Why do I write "contest" in between quotation marks? I think there's more to creating and sharing 3d-printed designs in the maker world then "winning a contest". The nature of the maker community is supposed to inspire people to build on each other's ideas.

A short while ago, at the occasion of the TU Delft: Industrial Design Engineering Business Faire, we wrote out a case for the students of the faculty: "design a 3d-printed product to be made on campus from used coffee cups". Obviously this case is based on the work we do with our installation. I'm going to discuss the entries now, and argue why and how they answered the case.

I'll discuss the (winning) entry that for me stood out in several ways. The design is called "cam secure" and was made by Stef de Groot. Stef took the liberty of already uploading it to thingiverse, which is great.

Stef's design.

Stef's design.

Our recycled versions. Left = from coffee cups, Right = from bio plastic cups.

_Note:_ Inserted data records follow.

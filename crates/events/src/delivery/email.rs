//! Operator notification emails via SMTP.
//!
//! [`EmailDelivery`] wraps the `lettre` async SMTP transport and sends one
//! plain-text email per [`StoreEvent`] to the configured operator address.
//! If `SMTP_HOST` or `NOTIFICATION_EMAIL` is unset, [`EmailConfig::from_env`]
//! returns `None` and notifications are disabled.

use lettre::message::header::ContentType;
use lettre::transport::smtp::authentication::Credentials;
use lettre::{AsyncSmtpTransport, AsyncTransport, Message, Tokio1Executor};

use crate::bus::{self, StoreEvent};

// ---------------------------------------------------------------------------
// Error
// ---------------------------------------------------------------------------

/// Error type for email delivery failures.
#[derive(Debug, thiserror::Error)]
pub enum EmailError {
    #[error("SMTP transport error: {0}")]
    Transport(#[from] lettre::transport::smtp::Error),

    #[error("Email address parse error: {0}")]
    Address(#[from] lettre::address::AddressError),

    #[error("Email build error: {0}")]
    Build(String),
}

// ---------------------------------------------------------------------------
// EmailConfig
// ---------------------------------------------------------------------------

/// Default SMTP port (STARTTLS).
const DEFAULT_SMTP_PORT: u16 = 587;

/// Default sender address when `SMTP_FROM` is not set.
const DEFAULT_FROM_ADDRESS: &str = "Nexus <noreply@nexus.local>";

/// Configuration for operator email delivery.
#[derive(Debug, Clone)]
pub struct EmailConfig {
    pub smtp_host: String,
    pub smtp_port: u16,
    pub from_address: String,
    pub smtp_user: Option<String>,
    pub smtp_password: Option<String>,
    /// Operator inbox that receives every notification.
    pub notification_address: String,
}

impl EmailConfig {
    /// Load configuration from environment variables.
    ///
    /// | Variable             | Required | Default                        |
    /// |----------------------|----------|--------------------------------|
    /// | `SMTP_HOST`          | yes      |                                |
    /// | `NOTIFICATION_EMAIL` | yes      |                                |
    /// | `SMTP_PORT`          | no       | `587`                          |
    /// | `SMTP_FROM`          | no       | `Nexus <noreply@nexus.local>`  |
    /// | `SMTP_USER`          | no       |                                |
    /// | `SMTP_PASSWORD`      | no       |                                |
    pub fn from_env() -> Option<Self> {
        let smtp_host = std::env::var("SMTP_HOST").ok()?;
        let notification_address = std::env::var("NOTIFICATION_EMAIL").ok()?;
        Some(Self {
            smtp_host,
            smtp_port: std::env::var("SMTP_PORT")
                .ok()
                .and_then(|p| p.parse().ok())
                .unwrap_or(DEFAULT_SMTP_PORT),
            from_address: std::env::var("SMTP_FROM")
                .unwrap_or_else(|_| DEFAULT_FROM_ADDRESS.to_string()),
            smtp_user: std::env::var("SMTP_USER").ok(),
            smtp_password: std::env::var("SMTP_PASSWORD").ok(),
            notification_address,
        })
    }
}

// ---------------------------------------------------------------------------
// Rendering
// ---------------------------------------------------------------------------

/// Subject and plain-text body for an operator notification.
pub fn render(event: &StoreEvent) -> (String, String) {
    let time = event.timestamp.format("%Y-%m-%d %H:%M:%S UTC");
    let amount = event.payload["amount"].as_str().unwrap_or("-");

    match event.event_type.as_str() {
        bus::USER_REGISTERED => (
            "New User Registration".to_string(),
            format!("New user registered\nEmail: {}\nTime: {time}", event.email),
        ),
        bus::WALLET_TOPPED_UP => (
            "User Top-Up Alert".to_string(),
            format!(
                "User account topped up\nEmail: {}\nAmount added: {amount}\nSource: {}\nTime: {time}",
                event.email,
                event.payload["source"].as_str().unwrap_or("-"),
            ),
        ),
        bus::ORDER_PURCHASED => (
            "Purchase Detected".to_string(),
            format!(
                "User made a purchase\nEmail: {}\nAmount spent: {amount}\nReference: {}\nTime: {time}",
                event.email,
                event.payload["reference"].as_str().unwrap_or("-"),
            ),
        ),
        bus::TOP_UP_UNMATCHED_OWNER => (
            "Unmatched Top-Up Payment".to_string(),
            format!(
                "A finished payment could not be credited: no account for its email.\n\
                 Email: {}\nOrder: {}\nAmount: {amount}\nTime: {time}\n\
                 The request remains pending.",
                event.email,
                event.payload["orderId"].as_str().unwrap_or("-"),
            ),
        ),
        other => (
            format!("[Nexus] {other}"),
            format!(
                "Event: {other}\nEmail: {}\nTime: {time}\nDetails: {}",
                event.email,
                serde_json::to_string_pretty(&event.payload).unwrap_or_default()
            ),
        ),
    }
}

// ---------------------------------------------------------------------------
// EmailDelivery
// ---------------------------------------------------------------------------

/// Sends operator notification emails via SMTP.
pub struct EmailDelivery {
    config: EmailConfig,
    mailer: AsyncSmtpTransport<Tokio1Executor>,
}

impl EmailDelivery {
    /// Build the SMTP transport. No connection is opened until the first send.
    pub fn new(config: EmailConfig) -> Result<Self, EmailError> {
        let mut builder = AsyncSmtpTransport::<Tokio1Executor>::starttls_relay(&config.smtp_host)?
            .port(config.smtp_port);

        if let (Some(user), Some(pass)) = (&config.smtp_user, &config.smtp_password) {
            builder = builder.credentials(Credentials::new(user.clone(), pass.clone()));
        }

        Ok(Self {
            mailer: builder.build(),
            config,
        })
    }

    /// Send the notification for `event` to the operator inbox.
    pub async fn deliver(&self, event: &StoreEvent) -> Result<(), EmailError> {
        let (subject, body) = render(event);

        let email = Message::builder()
            .from(self.config.from_address.parse()?)
            .to(self.config.notification_address.parse()?)
            .subject(subject)
            .header(ContentType::TEXT_PLAIN)
            .body(body)
            .map_err(|e| EmailError::Build(e.to_string()))?;

        self.mailer.send(email).await?;

        tracing::info!(event_type = %event.event_type, email = %event.email, "Operator email sent");
        Ok(())
    }
}
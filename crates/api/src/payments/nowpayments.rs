//! NOWPayments invoice client.
//!
//! Creates a payment with `POST {api_url}/payment`, authenticated by the
//! `x-api-key` header. The provider later calls
//! `{public_base_url}/api/payments/webhook` with an HMAC-signed status update
//! carrying our `order_id`.

use std::time::Duration;

use async_trait::async_trait;
use nexus_core::types::Amount;
use rust_decimal::prelude::ToPrimitive;
use serde::Deserialize;
use serde_json::{json, Value};

use super::provider::{Invoice, InvoiceRequest, PaymentProvider, ProviderError};

/// Fiat currency all invoices are priced in.
pub const PRICE_CURRENCY: &str = "usd";

/// Path the provider posts status updates to, relative to the public base URL.
pub const WEBHOOK_PATH: &str = "/api/payments/webhook";

// ---------------------------------------------------------------------------
// Config
// ---------------------------------------------------------------------------

/// NOWPayments settings.
#[derive(Debug, Clone)]
pub struct NowPaymentsConfig {
    pub api_url: String,
    pub api_key: String,
    /// Shared secret keying the callback HMAC.
    pub ipn_secret: String,
    /// Externally reachable base URL of this server.
    pub public_base_url: String,
    /// Storefront URL used for the success/cancel redirects.
    pub frontend_url: String,
    pub default_pay_currency: String,
    pub timeout_secs: u64,
}

impl NowPaymentsConfig {
    /// Load configuration from environment variables.
    ///
    /// | Env Var                          | Required | Default                          |
    /// |----------------------------------|----------|----------------------------------|
    /// | `NOWPAYMENTS_API_KEY`            | **yes**  | --                               |
    /// | `NOWPAYMENTS_IPN_SECRET`         | **yes**  | --                               |
    /// | `NOWPAYMENTS_API_URL`            | no       | `https://api.nowpayments.io/v1`  |
    /// | `PUBLIC_BASE_URL`                | no       | `http://localhost:5000`          |
    /// | `FRONTEND_URL`                   | no       | `http://localhost:5173`          |
    /// | `DEFAULT_PAY_CURRENCY`           | no       | `usdttrc20`                      |
    /// | `PAYMENT_PROVIDER_TIMEOUT_SECS`  | no       | `15`                             |
    ///
    /// # Panics
    ///
    /// Panics if a required variable is missing or empty.
    pub fn from_env() -> Self {
        let api_key = std::env::var("NOWPAYMENTS_API_KEY")
            .expect("NOWPAYMENTS_API_KEY must be set in the environment");
        let ipn_secret = std::env::var("NOWPAYMENTS_IPN_SECRET")
            .expect("NOWPAYMENTS_IPN_SECRET must be set in the environment");
        assert!(!ipn_secret.is_empty(), "NOWPAYMENTS_IPN_SECRET must not be empty");

        let timeout_secs: u64 = std::env::var("PAYMENT_PROVIDER_TIMEOUT_SECS")
            .unwrap_or_else(|_| "15".into())
            .parse()
            .expect("PAYMENT_PROVIDER_TIMEOUT_SECS must be a valid u64");

        Self {
            api_url: std::env::var("NOWPAYMENTS_API_URL")
                .unwrap_or_else(|_| "https://api.nowpayments.io/v1".into()),
            api_key,
            ipn_secret,
            public_base_url: std::env::var("PUBLIC_BASE_URL")
                .unwrap_or_else(|_| "http://localhost:5000".into()),
            frontend_url: std::env::var("FRONTEND_URL")
                .unwrap_or_else(|_| "http://localhost:5173".into()),
            default_pay_currency: std::env::var("DEFAULT_PAY_CURRENCY")
                .unwrap_or_else(|_| "usdttrc20".into()),
            timeout_secs,
        }
    }

    pub fn callback_url(&self) -> String {
        format!("{}{WEBHOOK_PATH}", self.public_base_url.trim_end_matches('/'))
    }
}

// ---------------------------------------------------------------------------
// Wire types
// ---------------------------------------------------------------------------

/// The subset of the create-payment response we use.
#[derive(Debug, Deserialize)]
struct CreatePaymentResponse {
    #[serde(default)]
    payment_id: Option<Value>,
    pay_address: Option<String>,
    pay_currency: Option<String>,
    #[serde(default)]
    pay_amount: Option<Amount>,
    #[serde(default)]
    invoice_url: Option<String>,
}

/// Render a provider id that may arrive as a JSON number or string.
pub(crate) fn id_to_string(value: &Value) -> Option<String> {
    match value {
        Value::String(s) if !s.is_empty() => Some(s.clone()),
        Value::Number(n) => Some(n.to_string()),
        _ => None,
    }
}

// ---------------------------------------------------------------------------
// Client
// ---------------------------------------------------------------------------

/// HTTP client for the NOWPayments API.
pub struct NowPaymentsClient {
    client: reqwest::Client,
    config: NowPaymentsConfig,
}

impl NowPaymentsClient {
    pub fn new(config: NowPaymentsConfig) -> Result<Self, ProviderError> {
        let client = reqwest::Client::builder()
            .timeout(Duration::from_secs(config.timeout_secs))
            .build()?;
        Ok(Self { client, config })
    }

    /// JSON body for `POST /payment`. The provider expects a numeric
    /// `price_amount`.
    pub fn payment_body(&self, request: &InvoiceRequest) -> Value {
        let frontend = self.config.frontend_url.trim_end_matches('/');
        json!({
            "price_amount": request.price_amount.to_f64(),
            "price_currency": PRICE_CURRENCY,
            "pay_currency": request.pay_currency,
            "ipn_callback_url": self.config.callback_url(),
            "order_id": request.order_id,
            "order_description": request.description,
            "success_url": format!("{frontend}/success"),
            "cancel_url": format!("{frontend}/cancel"),
        })
    }
}

#[async_trait]
impl PaymentProvider for NowPaymentsClient {
    async fn create_invoice(&self, request: &InvoiceRequest) -> Result<Invoice, ProviderError> {
        let url = format!("{}/payment", self.config.api_url.trim_end_matches('/'));

        let response = self
            .client
            .post(&url)
            .header("x-api-key", &self.config.api_key)
            .json(&self.payment_body(request))
            .send()
            .await?;

        let status = response.status();
        if !status.is_success() {
            let body = response.text().await.unwrap_or_default();
            return Err(ProviderError::HttpStatus {
                status: status.as_u16(),
                body,
            });
        }

        let parsed: CreatePaymentResponse = response
            .json()
            .await
            .map_err(|e| ProviderError::InvalidResponse(e.to_string()))?;

        let pay_address = parsed
            .pay_address
            .filter(|a| !a.is_empty())
            .ok_or_else(|| ProviderError::InvalidResponse("missing pay_address".into()))?;

        Ok(Invoice {
            provider_payment_id: parsed.payment_id.as_ref().and_then(id_to_string),
            pay_address,
            pay_currency: parsed
                .pay_currency
                .unwrap_or_else(|| request.pay_currency.clone()),
            pay_amount: parsed.pay_amount,
            invoice_url: parsed.invoice_url,
        })
    }
}
//! Route definitions for the `/admin` resource.

use axum::routing::{delete, get, post};
use axum::Router;

use crate::handlers::admin;
use crate::state::AppState;

/// Routes mounted at `/admin`.
///
/// ```text
/// POST   /session                     -> create_session (admin secret in body)
/// POST   /topup                       -> top_up
/// POST   /freeze                      -> freeze
/// POST   /unfreeze                    -> unfreeze
/// POST   /reset-password              -> reset_password
/// DELETE /delete                      -> delete_user
/// GET    /users                       -> list_users
/// GET    /topups                      -> list_top_ups
/// POST   /topups/{order_id}/complete  -> complete_top_up
/// POST   /catalog                     -> create_catalog_item
/// ```
pub fn router() -> Router<AppState> {
    Router::new()
        .route("/session", post(admin::create_session))
        .route("/topup", post(admin::top_up))
        .route("/freeze", post(admin::freeze))
        .route("/unfreeze", post(admin::unfreeze))
        .route("/reset-password", post(admin::reset_password))
        .route("/delete", delete(admin::delete_user))
        .route("/users", get(admin::list_users))
        .route("/topups", get(admin::list_top_ups))
        .route("/topups/{order_id}/complete", post(admin::complete_top_up))
        .route("/catalog", post(admin::create_catalog_item))
}
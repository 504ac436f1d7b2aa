use std::net::SocketAddr;
use std::sync::Arc;
use std::time::Duration;

use tokio_util::sync::CancellationToken;
use tracing_subscriber::{layer::SubscriberExt, util::SubscriberInitExt};

use nexus_api::background::stale_top_ups;
use nexus_api::config::ServerConfig;
use nexus_api::payments::nowpayments::NowPaymentsClient;
use nexus_api::payments::PaymentProvider;
use nexus_api::router::build_app_router;
use nexus_api::state::AppState;
use nexus_events::{EmailConfig, EmailDelivery, EventBus, OperatorNotifier};

#[tokio::main]
async fn main() {
    dotenvy::dotenv().ok();

    // --- Tracing ---
    tracing_subscriber::registry()
        .with(
            tracing_subscriber::EnvFilter::try_from_default_env()
                .unwrap_or_else(|_| "nexus_api=debug,nexus_events=debug,tower_http=debug".into()),
        )
        .with(tracing_subscriber::fmt::layer())
        .init();

    // --- Configuration ---
    let config = ServerConfig::from_env();
    tracing::info!(
        host = %config.host,
        port = %config.port,
        instant_top_up = config.instant_top_up_enabled,
        "Loaded server configuration"
    );

    // --- Database ---
    let database_url = std::env::var("DATABASE_URL").expect("DATABASE_URL must be set");

    let pool = nexus_db::create_pool(&database_url)
        .await
        .expect("Failed to connect to database");
    tracing::info!("Database connection pool created");

    nexus_db::health_check(&pool)
        .await
        .expect("Database health check failed");
    tracing::info!("Database health check passed");

    nexus_db::run_migrations(&pool)
        .await
        .expect("Failed to run database migrations");
    tracing::info!("Database migrations applied");

    // --- Event bus + operator notifications ---
    let event_bus = Arc::new(EventBus::default());

    let notifier_handle = match EmailConfig::from_env() {
        Some(email_config) => {
            let delivery =
                EmailDelivery::new(email_config).expect("Invalid SMTP notification settings");
            tokio::spawn(OperatorNotifier::run(delivery, event_bus.subscribe()))
        }
        None => {
            tracing::warn!("SMTP_HOST or NOTIFICATION_EMAIL not set, operator emails disabled");
            tokio::spawn(OperatorNotifier::run_disabled(event_bus.subscribe()))
        }
    };

    // --- Payment provider ---
    let provider = NowPaymentsClient::new(config.payments.clone())
        .expect("Failed to build payment provider client");
    let payments: Arc<dyn PaymentProvider> = Arc::new(provider);

    // --- Stale top-up monitor ---
    let stale_cancel = CancellationToken::new();
    let stale_handle = tokio::spawn(stale_top_ups::run(
        pool.clone(),
        config.stale_top_up_mins,
        stale_cancel.clone(),
    ));

    // --- App state ---
    let state = AppState {
        pool,
        config: Arc::new(config.clone()),
        event_bus: Arc::clone(&event_bus),
        payments,
    };

    let app = build_app_router(state, &config);

    // --- Start server ---
    let addr = SocketAddr::new(
        config.host.parse().expect("Invalid HOST address"),
        config.port,
    );
    tracing::info!(%addr, "Starting server");

    let listener = tokio::net::TcpListener::bind(addr)
        .await
        .expect("Failed to bind to address");

    axum::serve(listener, app)
        .with_graceful_shutdown(shutdown_signal())
        .await
        .expect("Server error");

    // --- Post-shutdown cleanup ---
    tracing::info!("Server stopped accepting connections, cleaning up");

    stale_cancel.cancel();
    let _ = tokio::time::timeout(Duration::from_secs(5), stale_handle).await;

    // Dropping the last sender closes the channel and ends the notifier.
    drop(event_bus);
    let _ = tokio::time::timeout(Duration::from_secs(15), notifier_handle).await;
    tracing::info!("Background tasks stopped");

    tracing::info!("Graceful shutdown complete");
}

/// Wait for SIGINT or SIGTERM.
async fn shutdown_signal() {
    let ctrl_c = async {
        tokio::signal::ctrl_c()
            .await
            .expect("Failed to install Ctrl-C handler");
    };

    #[cfg(unix)]
    let terminate = async {
        tokio::signal::unix::signal(tokio::signal::unix::SignalKind::terminate())
            .expect("Failed to install SIGTERM handler")
            .recv()
            .await;
    };

    #[cfg(not(unix))]
    let terminate = std::future::pending::<()>();

    tokio::select! {
        () = ctrl_c => {
            tracing::info!("Received SIGINT (Ctrl-C), starting graceful shutdown");
        }
        () = terminate => {
            tracing::info!("Received SIGTERM, starting graceful shutdown");
        }
    }
}
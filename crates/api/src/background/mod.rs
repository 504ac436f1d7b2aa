//! Periodic background jobs spawned from `main`.

pub mod stale_top_ups;
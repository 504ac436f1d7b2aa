use axum::http::StatusCode;
use axum::response::{IntoResponse, Response};
use nexus_core::error::CoreError;
use serde_json::json;

/// Application-level error type for HTTP handlers.
///
/// Wraps [`CoreError`] for domain errors and adds HTTP-specific variants.
/// Implements [`IntoResponse`] to produce consistent JSON error responses.
#[derive(Debug, thiserror::Error)]
pub enum AppError {
    /// A domain-level error from `nexus_core`.
    #[error(transparent)]
    Core(#[from] CoreError),

    /// A database error from sqlx.
    #[error("Database error: {0}")]
    Database(#[from] sqlx::Error),

    /// A bad request with a human-readable message.
    #[error("Bad request: {0}")]
    BadRequest(String),

    /// An internal error with a human-readable message.
    #[error("Internal error: {0}")]
    InternalError(String),
}

/// Convenience type alias for handler return values.
pub type AppResult<T> = Result<T, AppError>;

impl IntoResponse for AppError {
    fn into_response(self) -> Response {
        let (status, code, message) = match &self {
            AppError::Core(core) => classify_core_error(core),
            AppError::Database(err) => classify_sqlx_error(err),
            AppError::BadRequest(msg) => (StatusCode::BAD_REQUEST, "BAD_REQUEST", msg.clone()),
            AppError::InternalError(msg) => {
                tracing::error!(error = %msg, "Internal error");
                internal()
            }
        };

        let body = json!({
            "error": message,
            "code": code,
        });

        (status, axum::Json(body)).into_response()
    }
}

fn internal() -> (StatusCode, &'static str, String) {
    (
        StatusCode::INTERNAL_SERVER_ERROR,
        "INTERNAL_ERROR",
        "An internal error occurred".to_string(),
    )
}

fn classify_core_error(core: &CoreError) -> (StatusCode, &'static str, String) {
    match core {
        CoreError::NotFound { entity, .. } => (
            StatusCode::NOT_FOUND,
            "NOT_FOUND",
            format!("{entity} not found"),
        ),
        CoreError::Validation(msg) => (StatusCode::BAD_REQUEST, "VALIDATION_ERROR", msg.clone()),
        CoreError::Conflict(msg) => (StatusCode::CONFLICT, "CONFLICT", msg.clone()),
        CoreError::Unauthorized(msg) => (StatusCode::UNAUTHORIZED, "UNAUTHORIZED", msg.clone()),
        CoreError::Forbidden(msg) => (StatusCode::FORBIDDEN, "FORBIDDEN", msg.clone()),
        CoreError::InsufficientFunds { balance, required } => (
            StatusCode::BAD_REQUEST,
            "INSUFFICIENT_FUNDS",
            format!("Insufficient balance: {balance} available, {required} required"),
        ),
        CoreError::Upstream(msg) => {
            tracing::error!(error = %msg, "Upstream service error");
            (
                StatusCode::BAD_GATEWAY,
                "UPSTREAM_ERROR",
                "Payment provider unavailable, please retry".to_string(),
            )
        }
        CoreError::Internal(msg) => {
            tracing::error!(error = %msg, "Internal core error");
            internal()
        }
    }
}

/// Classify a sqlx error into an HTTP status, error code, and message.
///
/// - `RowNotFound` maps to 404.
/// - Unique constraint violations (constraint name starting with `uq_`) map to 409.
/// - Everything else maps to 500 with a sanitized message.
fn classify_sqlx_error(err: &sqlx::Error) -> (StatusCode, &'static str, String) {
    match err {
        sqlx::Error::RowNotFound => (
            StatusCode::NOT_FOUND,
            "NOT_FOUND",
            "Resource not found".to_string(),
        ),
        sqlx::Error::Database(db_err) => {
            // PostgreSQL unique constraint violation: error code 23505
            if db_err.code().as_deref() == Some("23505") {
                let constraint = db_err.constraint().unwrap_or("unknown");
                if constraint.starts_with("uq_") {
                    return (
                        StatusCode::CONFLICT,
                        "CONFLICT",
                        format!("Duplicate value violates unique constraint: {constraint}"),
                    );
                }
            }
            tracing::error!(error = %db_err, "Database error");
            internal()
        }
        other => {
            tracing::error!(error = %other, "Database error");
            internal()
        }
    }
}

#[cfg(test)]
mod tests {
    use nexus_core::types::Amount;

    use super::*;

    fn status_of(err: AppError) -> StatusCode {
        err.into_response().status()
    }

    #[test]
    fn core_errors_map_to_statuses() {
        assert_eq!(
            status_of(CoreError::Validation("bad".into()).into()),
            StatusCode::BAD_REQUEST
        );
        assert_eq!(
            status_of(CoreError::Unauthorized("no".into()).into()),
            StatusCode::UNAUTHORIZED
        );
        assert_eq!(
            status_of(CoreError::Forbidden("no".into()).into()),
            StatusCode::FORBIDDEN
        );
        assert_eq!(
            status_of(CoreError::not_found("User", "a@b.c").into()),
            StatusCode::NOT_FOUND
        );
        assert_eq!(
            status_of(CoreError::Upstream("timeout".into()).into()),
            StatusCode::BAD_GATEWAY
        );
        assert_eq!(
            status_of(AppError::InternalError("boom".into())),
            StatusCode::INTERNAL_SERVER_ERROR
        );
    }

    #[test]
    fn insufficient_funds_is_a_client_error() {
        let err = CoreError::InsufficientFunds {
            balance: Amount::from(10),
            required: Amount::from(100),
        };
        assert_eq!(status_of(err.into()), StatusCode::BAD_REQUEST);
    }

    #[test]
    fn row_not_found_is_404() {
        assert_eq!(
            status_of(sqlx::Error::RowNotFound.into()),
            StatusCode::NOT_FOUND
        );
    }
}
//! 칵테일 원가 집계 테스트.
use pour_cost_toolbox::cost::{
    cocktail_total_cost, compute_cocktail, CocktailComponent, Ingredient, IngredientKind, PourSpec,
};
use pour_cost_toolbox::units::{Volume, VolumeUnit};

fn component(
    bottle_ml: f64,
    bottle_price: f64,
    pour_oz: f64,
    kind: IngredientKind,
) -> CocktailComponent {
    CocktailComponent {
        ingredient: Ingredient {
            bottle_volume: Volume::new(bottle_ml, VolumeUnit::Milliliter),
            bottle_price,
            sellable: false,
            kind,
        },
        pour: PourSpec {
            amount: pour_oz,
            unit: VolumeUnit::Ounce,
        },
    }
}

fn margarita() -> Vec<CocktailComponent> {
    vec![
        component(750.0, 24.0, 2.0, IngredientKind::Spirit),
        component(750.0, 15.0, 1.0, IngredientKind::Liqueur),
        component(1000.0, 5.0, 1.0, IngredientKind::Juice),
    ]
}

#[test]
fn margarita_total_cost() {
    let total = cocktail_total_cost(&margarita()).expect("total");
    // 테킬라 1.8927 + 트리플섹 0.5915 + 라임 0.1479
    assert!((total - 2.6320).abs() < 1e-3, "total={total}");
}

#[test]
fn margarita_full_chain() {
    let result = compute_cocktail(&margarita(), 20.0, None).expect("chain");
    assert_eq!(result.component_costs.len(), 3);
    assert!((result.component_costs[0] - 1.8927).abs() < 1e-3);
    assert!((result.total_cost - 2.6320).abs() < 1e-3);
    assert!((result.suggested_price - 13.1602).abs() < 1e-3);
    assert!((result.pour_cost_percentage - 20.0).abs() < 1e-9);
    assert!((result.profit_margin - (result.suggested_price - result.total_cost)).abs() < 1e-12);
}

#[test]
fn actual_price_drives_percentage() {
    let result = compute_cocktail(&margarita(), 20.0, Some(10.0)).expect("chain");
    let expected = result.total_cost / 10.0 * 100.0;
    assert!((result.pour_cost_percentage - expected).abs() < 1e-9);
}

#[test]
fn empty_cocktail_is_all_zero() {
    let result = compute_cocktail(&[], 20.0, None).expect("chain");
    assert_eq!(result.total_cost, 0.0);
    assert_eq!(result.suggested_price, 0.0);
    assert_eq!(result.pour_cost_percentage, 0.0);
    assert!(result.component_costs.is_empty());
}

#[test]
fn invalid_component_fails_whole_aggregate() {
    let mut components = margarita();
    components[1].pour.amount = 0.0;
    assert!(compute_cocktail(&components, 20.0, None).is_err());
}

Our recycled versions. Left = from coffee cups, Right = from bio plastic cups.

It is a laptop camera blocker and answers to the trend of people putting tape on their laptop cameras in fear of hackers (whether government, criminal or for fun) spying on them. A printed camera blocker looks nicer and can be customised to the tastes of the laptop owner; this in relation to people that like to personalise their laptops with i.e. stickers.
Considering that the people on campus are supplying the raw material for the product that they intend to get, a product that uses less material is more attractive because it requires those people to save up less material (drink less coffee).
Stef designed this cam blocker specifically for the kind of laptop that most students on campus use, thereby making it relevant for a large number of people on campus. I would like to see this design go a bit further into the potential of 3d-printing and become adjustable for different kinds of laptops and have different kinds of versions. Maybe in the form of Keanu sitting in front of your laptop camera? Anyways, I've been inspired :-)

I'll discuss one more entry because it is interesting to see what people expect that printers can do.
Brian Khouw wanted to see if the Ultimaker could handle complex forms and find out what the structural loading can be on the recycled plastic. For this he sent us a design of a candle holder.

Brian Khouw's design.

Brian Khouw's design.

Our try on the Ultimaker 2.

Our try on the Ultimaker 2.

The Ultimakers can indeed handle quite complex shapes but the experimental nature of using recycled coffee cups plastic (see previous blog post) prevents us from printing these kind of shapes with recycled material. We tried printing the design with our Ultimaker 2 at high resolution but even then this design is pushing the limits of FDM printers. The problems are the support of the thin structure and the warping of the part. It is really something that is more fit to produce with an SLS or a Photolithography printer.